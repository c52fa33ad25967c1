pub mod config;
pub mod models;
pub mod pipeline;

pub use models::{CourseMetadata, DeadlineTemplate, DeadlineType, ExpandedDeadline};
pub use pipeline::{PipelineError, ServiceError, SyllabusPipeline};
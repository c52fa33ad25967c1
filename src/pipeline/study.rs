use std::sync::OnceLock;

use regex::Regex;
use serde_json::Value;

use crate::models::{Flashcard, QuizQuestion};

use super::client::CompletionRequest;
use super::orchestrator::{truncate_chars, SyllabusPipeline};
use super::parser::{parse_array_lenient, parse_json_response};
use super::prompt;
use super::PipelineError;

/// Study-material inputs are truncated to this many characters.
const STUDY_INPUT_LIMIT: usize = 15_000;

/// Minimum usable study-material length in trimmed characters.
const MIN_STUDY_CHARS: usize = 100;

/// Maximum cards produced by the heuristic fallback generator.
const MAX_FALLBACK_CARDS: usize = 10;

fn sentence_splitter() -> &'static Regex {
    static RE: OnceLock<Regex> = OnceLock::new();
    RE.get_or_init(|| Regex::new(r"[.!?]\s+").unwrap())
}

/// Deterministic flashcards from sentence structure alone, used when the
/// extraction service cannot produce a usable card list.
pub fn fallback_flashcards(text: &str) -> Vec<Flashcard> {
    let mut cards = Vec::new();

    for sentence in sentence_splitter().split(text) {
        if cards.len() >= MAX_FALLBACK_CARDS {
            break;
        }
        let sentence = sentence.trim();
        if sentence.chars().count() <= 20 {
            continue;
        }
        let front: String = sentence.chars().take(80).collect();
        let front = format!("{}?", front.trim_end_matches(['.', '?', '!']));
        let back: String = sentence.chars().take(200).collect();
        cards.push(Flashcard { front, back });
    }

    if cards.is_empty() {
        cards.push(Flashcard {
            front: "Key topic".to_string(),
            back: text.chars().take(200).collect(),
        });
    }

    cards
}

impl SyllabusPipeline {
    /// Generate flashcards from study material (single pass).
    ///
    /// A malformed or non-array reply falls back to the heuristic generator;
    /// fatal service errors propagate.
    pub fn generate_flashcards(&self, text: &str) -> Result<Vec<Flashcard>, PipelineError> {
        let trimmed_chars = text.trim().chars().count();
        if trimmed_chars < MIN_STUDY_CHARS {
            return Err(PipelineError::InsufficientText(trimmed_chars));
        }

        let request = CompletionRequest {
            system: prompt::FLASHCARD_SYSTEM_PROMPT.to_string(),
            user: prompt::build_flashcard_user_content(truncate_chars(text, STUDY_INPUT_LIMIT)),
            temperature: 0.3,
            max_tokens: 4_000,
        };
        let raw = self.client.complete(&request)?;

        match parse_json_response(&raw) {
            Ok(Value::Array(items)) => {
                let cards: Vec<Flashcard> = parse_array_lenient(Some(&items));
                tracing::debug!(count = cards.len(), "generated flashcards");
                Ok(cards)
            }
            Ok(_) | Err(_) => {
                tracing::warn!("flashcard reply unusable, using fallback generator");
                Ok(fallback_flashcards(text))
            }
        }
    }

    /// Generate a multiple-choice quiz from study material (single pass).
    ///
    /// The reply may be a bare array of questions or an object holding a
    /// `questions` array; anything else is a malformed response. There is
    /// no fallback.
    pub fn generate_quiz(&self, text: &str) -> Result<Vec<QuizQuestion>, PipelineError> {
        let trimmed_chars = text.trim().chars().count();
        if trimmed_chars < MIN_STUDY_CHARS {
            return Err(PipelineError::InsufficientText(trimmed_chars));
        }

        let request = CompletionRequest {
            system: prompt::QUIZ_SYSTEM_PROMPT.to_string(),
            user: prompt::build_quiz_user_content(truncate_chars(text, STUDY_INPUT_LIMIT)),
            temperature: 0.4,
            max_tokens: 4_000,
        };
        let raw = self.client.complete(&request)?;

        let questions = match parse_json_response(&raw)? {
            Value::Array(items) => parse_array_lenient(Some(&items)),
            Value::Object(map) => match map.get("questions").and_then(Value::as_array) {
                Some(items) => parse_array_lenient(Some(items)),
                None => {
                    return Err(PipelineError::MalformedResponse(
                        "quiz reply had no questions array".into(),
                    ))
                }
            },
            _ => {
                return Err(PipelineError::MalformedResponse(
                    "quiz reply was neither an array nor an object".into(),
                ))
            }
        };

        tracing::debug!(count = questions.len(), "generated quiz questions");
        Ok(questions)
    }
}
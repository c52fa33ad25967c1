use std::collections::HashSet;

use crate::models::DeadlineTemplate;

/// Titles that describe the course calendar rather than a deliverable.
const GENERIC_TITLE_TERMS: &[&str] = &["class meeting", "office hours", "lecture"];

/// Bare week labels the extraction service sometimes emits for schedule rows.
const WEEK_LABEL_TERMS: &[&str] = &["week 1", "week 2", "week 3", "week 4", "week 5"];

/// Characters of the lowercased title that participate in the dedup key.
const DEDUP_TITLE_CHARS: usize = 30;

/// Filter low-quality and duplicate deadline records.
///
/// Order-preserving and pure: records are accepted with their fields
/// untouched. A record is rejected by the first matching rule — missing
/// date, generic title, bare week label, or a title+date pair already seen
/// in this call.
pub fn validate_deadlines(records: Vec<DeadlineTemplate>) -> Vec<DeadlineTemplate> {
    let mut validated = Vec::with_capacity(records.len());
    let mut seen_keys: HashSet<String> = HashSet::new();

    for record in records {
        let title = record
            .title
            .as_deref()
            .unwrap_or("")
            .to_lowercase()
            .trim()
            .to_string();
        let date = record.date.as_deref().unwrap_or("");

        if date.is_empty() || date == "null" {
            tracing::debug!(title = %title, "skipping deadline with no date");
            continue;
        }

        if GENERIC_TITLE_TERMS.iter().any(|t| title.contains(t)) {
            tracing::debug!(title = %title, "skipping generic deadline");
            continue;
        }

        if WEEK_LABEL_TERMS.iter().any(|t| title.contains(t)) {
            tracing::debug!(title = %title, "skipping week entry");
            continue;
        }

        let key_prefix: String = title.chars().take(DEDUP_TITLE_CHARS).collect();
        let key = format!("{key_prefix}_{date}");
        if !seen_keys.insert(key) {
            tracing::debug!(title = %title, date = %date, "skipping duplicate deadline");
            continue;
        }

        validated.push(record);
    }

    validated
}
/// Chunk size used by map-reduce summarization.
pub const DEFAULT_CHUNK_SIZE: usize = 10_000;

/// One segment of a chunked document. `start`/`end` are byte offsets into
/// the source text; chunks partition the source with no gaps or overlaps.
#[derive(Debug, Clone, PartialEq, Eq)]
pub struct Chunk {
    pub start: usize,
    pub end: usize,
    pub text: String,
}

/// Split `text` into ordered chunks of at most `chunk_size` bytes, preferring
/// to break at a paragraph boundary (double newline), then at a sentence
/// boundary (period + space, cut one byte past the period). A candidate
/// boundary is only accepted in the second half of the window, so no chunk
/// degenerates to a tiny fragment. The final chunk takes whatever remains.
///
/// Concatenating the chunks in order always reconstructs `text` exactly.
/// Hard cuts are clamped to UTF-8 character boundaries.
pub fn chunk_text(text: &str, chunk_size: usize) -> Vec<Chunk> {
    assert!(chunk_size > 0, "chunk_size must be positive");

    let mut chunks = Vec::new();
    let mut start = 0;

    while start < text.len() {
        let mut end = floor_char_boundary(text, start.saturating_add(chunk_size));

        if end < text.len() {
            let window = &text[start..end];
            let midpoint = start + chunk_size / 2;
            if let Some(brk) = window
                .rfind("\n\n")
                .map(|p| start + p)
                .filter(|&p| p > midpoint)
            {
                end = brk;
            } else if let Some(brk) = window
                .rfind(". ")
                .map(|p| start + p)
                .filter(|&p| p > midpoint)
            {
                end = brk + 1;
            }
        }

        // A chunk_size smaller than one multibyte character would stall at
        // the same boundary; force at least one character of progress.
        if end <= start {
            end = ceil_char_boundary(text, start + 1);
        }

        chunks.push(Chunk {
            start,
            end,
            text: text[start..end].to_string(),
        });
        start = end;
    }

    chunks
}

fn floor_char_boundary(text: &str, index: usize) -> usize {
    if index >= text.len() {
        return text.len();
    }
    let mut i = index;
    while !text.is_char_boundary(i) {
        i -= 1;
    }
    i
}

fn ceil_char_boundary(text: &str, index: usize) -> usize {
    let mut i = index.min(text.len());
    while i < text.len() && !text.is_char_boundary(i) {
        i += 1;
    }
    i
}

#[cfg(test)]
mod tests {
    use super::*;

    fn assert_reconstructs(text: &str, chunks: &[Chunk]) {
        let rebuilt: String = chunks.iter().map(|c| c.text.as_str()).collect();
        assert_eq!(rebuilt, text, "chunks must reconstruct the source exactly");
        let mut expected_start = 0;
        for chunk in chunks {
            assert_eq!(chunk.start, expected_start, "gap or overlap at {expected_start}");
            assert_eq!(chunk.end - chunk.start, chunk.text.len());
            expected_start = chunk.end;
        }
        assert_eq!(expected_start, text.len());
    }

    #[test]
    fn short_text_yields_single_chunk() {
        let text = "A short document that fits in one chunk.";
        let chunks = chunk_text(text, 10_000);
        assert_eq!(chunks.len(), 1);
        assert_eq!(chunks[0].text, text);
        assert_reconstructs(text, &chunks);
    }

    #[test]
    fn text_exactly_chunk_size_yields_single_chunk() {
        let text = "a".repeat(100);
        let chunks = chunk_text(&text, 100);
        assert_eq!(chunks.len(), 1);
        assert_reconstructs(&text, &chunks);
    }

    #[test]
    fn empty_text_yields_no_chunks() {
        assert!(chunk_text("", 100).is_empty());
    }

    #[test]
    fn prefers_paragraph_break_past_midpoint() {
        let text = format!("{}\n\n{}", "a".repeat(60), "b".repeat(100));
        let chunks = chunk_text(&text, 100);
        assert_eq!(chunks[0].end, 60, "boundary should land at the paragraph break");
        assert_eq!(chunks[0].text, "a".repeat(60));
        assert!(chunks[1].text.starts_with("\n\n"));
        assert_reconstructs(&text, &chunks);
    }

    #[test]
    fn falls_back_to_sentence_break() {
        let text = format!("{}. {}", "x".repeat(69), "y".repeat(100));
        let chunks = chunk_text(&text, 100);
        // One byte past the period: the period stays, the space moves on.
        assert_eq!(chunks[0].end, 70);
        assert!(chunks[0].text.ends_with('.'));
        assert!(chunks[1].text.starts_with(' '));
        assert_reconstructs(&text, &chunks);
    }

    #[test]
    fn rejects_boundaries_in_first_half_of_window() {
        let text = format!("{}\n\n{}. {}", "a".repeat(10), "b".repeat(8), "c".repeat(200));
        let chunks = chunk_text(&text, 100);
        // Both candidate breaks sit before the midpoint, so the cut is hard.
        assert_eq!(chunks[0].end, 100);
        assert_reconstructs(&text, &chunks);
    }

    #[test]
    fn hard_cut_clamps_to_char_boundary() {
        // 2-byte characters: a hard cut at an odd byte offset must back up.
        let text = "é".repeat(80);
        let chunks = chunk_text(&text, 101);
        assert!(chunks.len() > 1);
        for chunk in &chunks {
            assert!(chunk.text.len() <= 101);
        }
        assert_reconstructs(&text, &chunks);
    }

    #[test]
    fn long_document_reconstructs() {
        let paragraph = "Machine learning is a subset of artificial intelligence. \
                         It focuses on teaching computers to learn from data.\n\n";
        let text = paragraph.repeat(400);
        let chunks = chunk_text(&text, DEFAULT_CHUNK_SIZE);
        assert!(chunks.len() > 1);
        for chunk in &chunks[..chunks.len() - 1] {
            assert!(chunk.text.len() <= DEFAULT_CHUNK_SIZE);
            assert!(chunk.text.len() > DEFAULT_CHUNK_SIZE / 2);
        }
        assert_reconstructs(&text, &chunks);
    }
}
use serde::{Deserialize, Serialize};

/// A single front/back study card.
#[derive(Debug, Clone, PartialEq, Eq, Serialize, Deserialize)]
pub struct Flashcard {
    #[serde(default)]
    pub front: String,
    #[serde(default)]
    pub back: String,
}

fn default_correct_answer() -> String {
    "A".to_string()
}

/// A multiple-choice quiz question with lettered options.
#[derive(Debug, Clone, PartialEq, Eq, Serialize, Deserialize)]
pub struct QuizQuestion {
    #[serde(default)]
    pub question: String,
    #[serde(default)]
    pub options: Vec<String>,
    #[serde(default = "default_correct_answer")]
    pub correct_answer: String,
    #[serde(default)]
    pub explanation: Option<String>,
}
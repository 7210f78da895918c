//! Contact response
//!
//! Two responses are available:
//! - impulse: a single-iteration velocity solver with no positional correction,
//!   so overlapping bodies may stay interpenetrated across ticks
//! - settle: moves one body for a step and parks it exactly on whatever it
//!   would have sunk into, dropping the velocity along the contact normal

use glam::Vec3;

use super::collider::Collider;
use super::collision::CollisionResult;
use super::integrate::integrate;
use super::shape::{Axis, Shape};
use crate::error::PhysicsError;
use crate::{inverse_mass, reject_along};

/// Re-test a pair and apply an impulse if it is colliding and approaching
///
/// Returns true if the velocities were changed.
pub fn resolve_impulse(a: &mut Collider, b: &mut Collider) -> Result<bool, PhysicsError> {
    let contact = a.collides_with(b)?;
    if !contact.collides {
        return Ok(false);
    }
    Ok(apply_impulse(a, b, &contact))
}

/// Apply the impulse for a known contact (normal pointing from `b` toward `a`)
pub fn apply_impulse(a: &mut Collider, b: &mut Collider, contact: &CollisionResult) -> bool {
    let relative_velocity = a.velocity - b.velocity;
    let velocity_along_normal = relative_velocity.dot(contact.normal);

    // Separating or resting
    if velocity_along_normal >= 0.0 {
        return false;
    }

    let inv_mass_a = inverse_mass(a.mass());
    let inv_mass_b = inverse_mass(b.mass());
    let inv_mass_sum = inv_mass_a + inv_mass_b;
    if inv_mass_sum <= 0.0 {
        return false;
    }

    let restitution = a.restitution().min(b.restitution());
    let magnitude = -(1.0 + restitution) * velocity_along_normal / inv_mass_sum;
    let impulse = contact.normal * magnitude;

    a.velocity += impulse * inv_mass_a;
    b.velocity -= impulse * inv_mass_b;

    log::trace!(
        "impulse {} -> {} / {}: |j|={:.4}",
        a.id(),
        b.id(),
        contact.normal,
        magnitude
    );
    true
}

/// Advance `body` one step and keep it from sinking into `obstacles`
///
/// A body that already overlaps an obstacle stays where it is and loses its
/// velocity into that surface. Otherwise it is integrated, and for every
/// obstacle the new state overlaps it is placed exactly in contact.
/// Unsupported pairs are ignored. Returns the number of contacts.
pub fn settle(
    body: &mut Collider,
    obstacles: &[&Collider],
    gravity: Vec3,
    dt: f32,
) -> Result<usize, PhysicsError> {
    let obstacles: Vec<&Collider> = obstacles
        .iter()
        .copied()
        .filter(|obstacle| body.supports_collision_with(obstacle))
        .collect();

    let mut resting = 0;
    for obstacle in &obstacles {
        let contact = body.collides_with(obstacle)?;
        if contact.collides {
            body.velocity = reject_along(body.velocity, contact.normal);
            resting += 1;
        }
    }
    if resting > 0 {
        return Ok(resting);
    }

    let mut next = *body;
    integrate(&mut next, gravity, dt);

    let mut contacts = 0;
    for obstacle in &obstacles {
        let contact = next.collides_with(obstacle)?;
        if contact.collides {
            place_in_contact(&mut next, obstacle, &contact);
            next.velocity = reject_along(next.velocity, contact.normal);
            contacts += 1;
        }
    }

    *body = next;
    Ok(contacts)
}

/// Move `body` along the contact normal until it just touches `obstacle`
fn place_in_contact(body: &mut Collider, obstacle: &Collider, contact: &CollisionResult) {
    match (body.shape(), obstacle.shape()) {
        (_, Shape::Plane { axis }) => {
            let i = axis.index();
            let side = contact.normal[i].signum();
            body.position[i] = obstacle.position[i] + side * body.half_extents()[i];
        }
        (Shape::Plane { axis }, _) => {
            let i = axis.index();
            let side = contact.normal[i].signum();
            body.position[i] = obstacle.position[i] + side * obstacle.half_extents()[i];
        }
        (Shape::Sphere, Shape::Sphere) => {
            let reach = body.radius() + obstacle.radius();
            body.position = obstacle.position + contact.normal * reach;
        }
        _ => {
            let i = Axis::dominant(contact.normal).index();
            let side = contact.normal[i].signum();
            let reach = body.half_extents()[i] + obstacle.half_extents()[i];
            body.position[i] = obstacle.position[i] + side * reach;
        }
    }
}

--------------------

EXERCISE DESCRIPTION: Could you report every line of the material that contains the string "generator"?

EXPECTED ANSWER:
/// Maximum cards produced by the heuristic fallback generator.
    /// A malformed or non-array reply falls back to the heuristic generator;
                tracing::warn!("flashcard reply unusable, using fallback generator");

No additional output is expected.